**Aim of the task**
Among the entries below, one stretch runs from the line that contains "fn rank(&self) ->" through the line that contains "evaluated at all.". Repeat that stretch exactly, ends included, and only that.

**Saved entries**
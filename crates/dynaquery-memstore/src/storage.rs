//! Item storage for one table.
//!
//! Items live in a [`DashMap`] of partitions, each a [`BTreeMap`] ordered by
//! sort key. Reads take a snapshot of the candidates they may touch, order it
//! by key position, and walk it from the exclusive start key.
//!
//! ## Positions
//!
//! A read over the table orders items by `(partition, sort)`. A read over an
//! index orders them by `(index partition, index sort, partition, sort)`, so
//! items sharing index keys still have a total order. The last evaluated key
//! of a read carries every attribute of that position.

use std::cmp::Ordering;
use std::collections::{BTreeMap, HashMap};

use dashmap::DashMap;
use dynaquery_model::AttributeValue;
use dynaquery_model::types::{ExpressionAttributeNames, ExpressionAttributeValues, Item, Key};

use crate::expression::{AttributePath, EvalContext, Expr, ExpressionError};
use crate::schema::{IndexSchema, KeyAttribute, TableSchema};

// ---------------------------------------------------------------------------
// Errors
// ---------------------------------------------------------------------------

/// Errors raised by table storage.
#[derive(Debug, Clone, PartialEq, Eq, thiserror::Error)]
pub enum StorageError {
    /// An item or key lacks a key attribute.
    #[error("One of the required keys was not given a value: {attr}")]
    MissingKey {
        /// The missing attribute.
        attr: String,
    },
    /// A key attribute has the wrong type.
    #[error("Type mismatch for key {attr}: expected {expected}, got {actual}")]
    InvalidKeyType {
        /// The attribute.
        attr: String,
        /// Declared type.
        expected: String,
        /// Supplied type.
        actual: String,
    },
    /// The exclusive start key does not name a position of this read.
    #[error("The provided starting key is invalid: {message}")]
    InvalidStartKey {
        /// Explanation.
        message: String,
    },
    /// An expression failed to evaluate.
    #[error(transparent)]
    Expression(#[from] ExpressionError),
}

// ---------------------------------------------------------------------------
// Sortable key values
// ---------------------------------------------------------------------------

/// A key value with the store's ordering: strings and binaries by bytes,
/// numbers numerically.
#[derive(Debug, Clone)]
pub enum SortableAttributeValue {
    /// String key.
    S(String),
    /// Number key, kept in its original form.
    N(String),
    /// Binary key.
    B(bytes::Bytes),
}

impl SortableAttributeValue {
    /// Converts a key scalar.
    ///
    /// # Errors
    ///
    /// Returns [`StorageError::InvalidKeyType`] for non-scalar values.
    pub fn from_attribute_value(attr: &str, value: &AttributeValue) -> Result<Self, StorageError> {
        match value {
            AttributeValue::S(s) => Ok(Self::S(s.clone())),
            AttributeValue::N(n) => Ok(Self::N(n.clone())),
            AttributeValue::B(b) => Ok(Self::B(b.clone())),
            other => Err(StorageError::InvalidKeyType {
                attr: attr.to_owned(),
                expected: "S, N, or B".to_owned(),
                actual: other.type_descriptor().to_owned(),
            }),
        }
    }

    fn rank(&self) -> u8 {
        match self {
            Self::S(_) => 0,
            Self::N(_) => 1,
            Self::B(_) => 2,
        }
    }
}

impl PartialEq for SortableAttributeValue {
    fn eq(&self, other: &Self) -> bool {
        self.cmp(other) == Ordering::Equal
    }
}

impl Eq for SortableAttributeValue {}

impl PartialOrd for SortableAttributeValue {
    fn partial_cmp(&self, other: &Self) -> Option<Ordering> {
        Some(self.cmp(other))
    }
}

impl Ord for SortableAttributeValue {
    fn cmp(&self, other: &Self) -> Ordering {
        match (self, other) {
            (Self::S(a), Self::S(b)) => a.as_bytes().cmp(b.as_bytes()),
            (Self::N(a), Self::N(b)) => {
                let a = a.parse::<f64>().unwrap_or(f64::NAN);
                let b = b.parse::<f64>().unwrap_or(f64::NAN);
                a.total_cmp(&b)
            }
            (Self::B(a), Self::B(b)) => a.as_ref().cmp(b.as_ref()),
            (a, b) => a.rank().cmp(&b.rank()),
        }
    }
}

/// A key position; `None` stands for a schema without a sort key.
type Position = Vec<Option<SortableAttributeValue>>;

// ---------------------------------------------------------------------------
// Reads
// ---------------------------------------------------------------------------

/// One query or scan call against a table or index.
#[derive(Debug, Clone, Copy)]
pub struct ReadPlan<'a> {
    /// Index to read, or the table itself.
    pub index: Option<&'a IndexSchema>,
    /// Condition an item must meet to be evaluated at all.
    pub key_condition: Option<&'a Expr>,
    /// Condition an evaluated item must meet to be returned.
    pub filter: Option<&'a Expr>,
    /// Attributes to return; everything when `None`.
    pub projection: Option<&'a [AttributePath]>,
    /// `#name` substitutions.
    pub names: &'a ExpressionAttributeNames,
    /// `:value` substitutions.
    pub values: &'a ExpressionAttributeValues,
    /// Ascending key order.
    pub forward: bool,
    /// Maximum number of items to evaluate.
    pub limit: Option<usize>,
    /// Resume strictly after this key.
    pub exclusive_start_key: Option<&'a Key>,
}

/// What one read produced.
#[derive(Debug, Clone, Default)]
pub struct ReadResult {
    /// Items that passed the filter, projected.
    pub items: Vec<Item>,
    /// Items evaluated before filtering.
    pub scanned: usize,
    /// Set when the limit stopped the read with candidates left.
    pub last_evaluated_key: Option<Key>,
}

// ---------------------------------------------------------------------------
// Table storage
// ---------------------------------------------------------------------------

/// Items of one table.
#[derive(Debug)]
pub struct TableStorage {
    schema: TableSchema,
    partitions: DashMap<AttributeValue, BTreeMap<Option<SortableAttributeValue>, Item>>,
}

impl TableStorage {
    /// An empty table.
    #[must_use]
    pub fn new(schema: TableSchema) -> Self {
        Self {
            schema,
            partitions: DashMap::new(),
        }
    }

    /// The table's schema.
    #[must_use]
    pub fn schema(&self) -> &TableSchema {
        &self.schema
    }

    /// Number of stored items.
    #[must_use]
    pub fn item_count(&self) -> usize {
        self.partitions.iter().map(|p| p.value().len()).sum()
    }

    /// Inserts or replaces an item, returning the replaced one.
    ///
    /// # Errors
    ///
    /// Returns an error when a table or index key is missing or mistyped.
    pub fn put_item(&self, item: Item) -> Result<Option<Item>, StorageError> {
        let (partition, sort) = self.primary_key(&item)?;
        for index in &self.schema.indexes {
            for attr in index.key_schema.attributes() {
                if let Some(value) = item.get(&attr.name) {
                    check_type(attr, value)?;
                }
            }
        }
        Ok(self.partitions.entry(partition).or_default().insert(sort, item))
    }

    /// Reads an item by primary key.
    ///
    /// # Errors
    ///
    /// Returns an error when the key is incomplete or mistyped.
    pub fn get_item(&self, key: &Key) -> Result<Option<Item>, StorageError> {
        let (partition, sort) = self.primary_key(key)?;
        Ok(self
            .partitions
            .get(&partition)
            .and_then(|items| items.get(&sort).cloned()))
    }

    /// Deletes an item by primary key, returning it.
    ///
    /// # Errors
    ///
    /// Returns an error when the key is incomplete or mistyped.
    pub fn delete_item(&self, key: &Key) -> Result<Option<Item>, StorageError> {
        let (partition, sort) = self.primary_key(key)?;
        let removed = self
            .partitions
            .get_mut(&partition)
            .and_then(|mut items| items.remove(&sort));
        self.partitions.remove_if(&partition, |_, items| items.is_empty());
        Ok(removed)
    }

    /// Runs a query or scan.
    ///
    /// Only items meeting the key condition count toward the limit. When the
    /// limit is reached and another such item follows, the key of the last
    /// evaluated item is returned to resume from.
    ///
    /// # Errors
    ///
    /// Returns an error for an invalid start key or a failing expression.
    pub fn read(&self, plan: &ReadPlan<'_>) -> Result<ReadResult, StorageError> {
        let layout = self.layout(plan.index);
        let mut candidates = self.candidates(&layout);
        candidates.sort_by(|a, b| a.0.cmp(&b.0));
        if !plan.forward {
            candidates.reverse();
        }

        let start = plan
            .exclusive_start_key
            .filter(|key| !key.is_empty())
            .map(|key| position_of(&layout, key))
            .transpose()?;

        let mut remaining = candidates.into_iter().filter(|(position, _)| {
            start.as_ref().is_none_or(|start| match position.cmp(start) {
                Ordering::Greater => plan.forward,
                Ordering::Less => !plan.forward,
                Ordering::Equal => false,
            })
        });

        let in_range = |item: &Item| -> Result<bool, StorageError> {
            let ctx = EvalContext::new(item, plan.names, plan.values);
            Ok(plan.key_condition.map_or(Ok(true), |kc| ctx.evaluate(kc))?)
        };

        let mut result = ReadResult::default();
        loop {
            let Some((_, item)) = remaining.next() else {
                break;
            };
            if !in_range(&item)? {
                continue;
            }
            result.scanned += 1;
            let ctx = EvalContext::new(&item, plan.names, plan.values);
            if plan.filter.map_or(Ok(true), |f| ctx.evaluate(f))? {
                result.items.push(match plan.projection {
                    Some(paths) => ctx.project(paths),
                    None => item.clone(),
                });
            }

            if plan.limit.is_some_and(|limit| result.scanned >= limit) {
                for (_, next) in remaining.by_ref() {
                    if in_range(&next)? {
                        result.last_evaluated_key = Some(key_of(&layout, &item));
                        break;
                    }
                }
                break;
            }
        }
        Ok(result)
    }

    fn primary_key(
        &self,
        item: &Item,
    ) -> Result<(AttributeValue, Option<SortableAttributeValue>), StorageError> {
        let schema = &self.schema.key_schema;
        let partition = required(&schema.partition_key, item)?.clone();
        let sort = schema
            .sort_key
            .as_ref()
            .map(|attr| {
                let value = required(attr, item)?;
                SortableAttributeValue::from_attribute_value(&attr.name, value)
            })
            .transpose()?;
        Ok((partition, sort))
    }

    /// Key attributes that make up a position, outermost first.
    fn layout<'s>(&'s self, index: Option<&'s IndexSchema>) -> Vec<Option<&'s KeyAttribute>> {
        let table = &self.schema.key_schema;
        let mut layout = Vec::with_capacity(4);
        if let Some(index) = index {
            layout.push(Some(&index.key_schema.partition_key));
            layout.push(index.key_schema.sort_key.as_ref());
        }
        layout.push(Some(&table.partition_key));
        layout.push(table.sort_key.as_ref());
        layout
    }

    fn candidates(&self, layout: &[Option<&KeyAttribute>]) -> Vec<(Position, Item)> {
        self.partitions
            .iter()
            .flat_map(|partition| partition.value().values().cloned().collect::<Vec<_>>())
            .filter_map(|item| {
                // Sparse index: items without the index keys are skipped.
                let position = position_of(layout, &item).ok()?;
                Some((position, item))
            })
            .collect()
    }
}

fn required<'i>(attr: &KeyAttribute, item: &'i Item) -> Result<&'i AttributeValue, StorageError> {
    let value = item.get(&attr.name).ok_or_else(|| StorageError::MissingKey {
        attr: attr.name.clone(),
    })?;
    check_type(attr, value)?;
    Ok(value)
}

fn check_type(attr: &KeyAttribute, value: &AttributeValue) -> Result<(), StorageError> {
    if attr.accepts(value) {
        Ok(())
    } else {
        Err(StorageError::InvalidKeyType {
            attr: attr.name.clone(),
            expected: attr.attr_type.as_str().to_owned(),
            actual: value.type_descriptor().to_owned(),
        })
    }
}

fn position_of(layout: &[Option<&KeyAttribute>], item: &Item) -> Result<Position, StorageError> {
    layout
        .iter()
        .map(|attr| {
            attr.map(|attr| {
                let value = required(attr, item).map_err(|err| StorageError::InvalidStartKey {
                    message: err.to_string(),
                })?;
                SortableAttributeValue::from_attribute_value(&attr.name, value)
            })
            .transpose()
        })
        .collect()
}

fn key_of(layout: &[Option<&KeyAttribute>], item: &Item) -> Key {
    layout
        .iter()
        .flatten()
        .filter_map(|attr| {
            item.get(&attr.name)
                .map(|value| (attr.name.clone(), value.clone()))
        })
        .collect::<HashMap<_, _>>()
}

/// Returns `true` if `expr` pins the partition key with `=` at its top
/// level.
#[must_use]
pub fn pins_partition(expr: &Expr, partition_key: &str, names: &ExpressionAttributeNames) -> bool {
    use crate::expression::{CompareOp, Operand, PathElement};

    let is_partition = |operand: &Operand| match operand {
        Operand::Path(path) => match path.elements.as_slice() {
            [PathElement::Attribute(name)] => {
                crate::expression::evaluator::resolve_name(name, names) == Some(partition_key)
            }
            _ => false,
        },
        _ => false,
    };
    expr.conjuncts().into_iter().any(|conjunct| {
        matches!(
            conjunct,
            Expr::Compare { left, op: CompareOp::Eq, right }
                if (is_partition(left) && matches!(right, Operand::Value(_)))
                    || (is_partition(right) && matches!(left, Operand::Value(_)))
        )
    })
}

**Task solution**
    fn rank(&self) -> u8 {
        match self {
            Self::S(_) => 0,
            Self::N(_) => 1,
            Self::B(_) => 2,
        }
    }
}

impl PartialEq for SortableAttributeValue {
    fn eq(&self, other: &Self) -> bool {
        self.cmp(other) == Ordering::Equal
    }
}

impl Eq for SortableAttributeValue {}

impl PartialOrd for SortableAttributeValue {
    fn partial_cmp(&self, other: &Self) -> Option<Ordering> {
        Some(self.cmp(other))
    }
}

impl Ord for SortableAttributeValue {
    fn cmp(&self, other: &Self) -> Ordering {
        match (self, other) {
            (Self::S(a), Self::S(b)) => a.as_bytes().cmp(b.as_bytes()),
            (Self::N(a), Self::N(b)) => {
                let a = a.parse::<f64>().unwrap_or(f64::NAN);
                let b = b.parse::<f64>().unwrap_or(f64::NAN);
                a.total_cmp(&b)
            }
            (Self::B(a), Self::B(b)) => a.as_ref().cmp(b.as_ref()),
            (a, b) => a.rank().cmp(&b.rank()),
        }
    }
}

/// A key position; `None` stands for a schema without a sort key.
type Position = Vec<Option<SortableAttributeValue>>;

// ---------------------------------------------------------------------------
// Reads
// ---------------------------------------------------------------------------

/// One query or scan call against a table or index.
#[derive(Debug, Clone, Copy)]
pub struct ReadPlan<'a> {
    /// Index to read, or the table itself.
    pub index: Option<&'a IndexSchema>,
    /// Condition an item must meet to be evaluated at all.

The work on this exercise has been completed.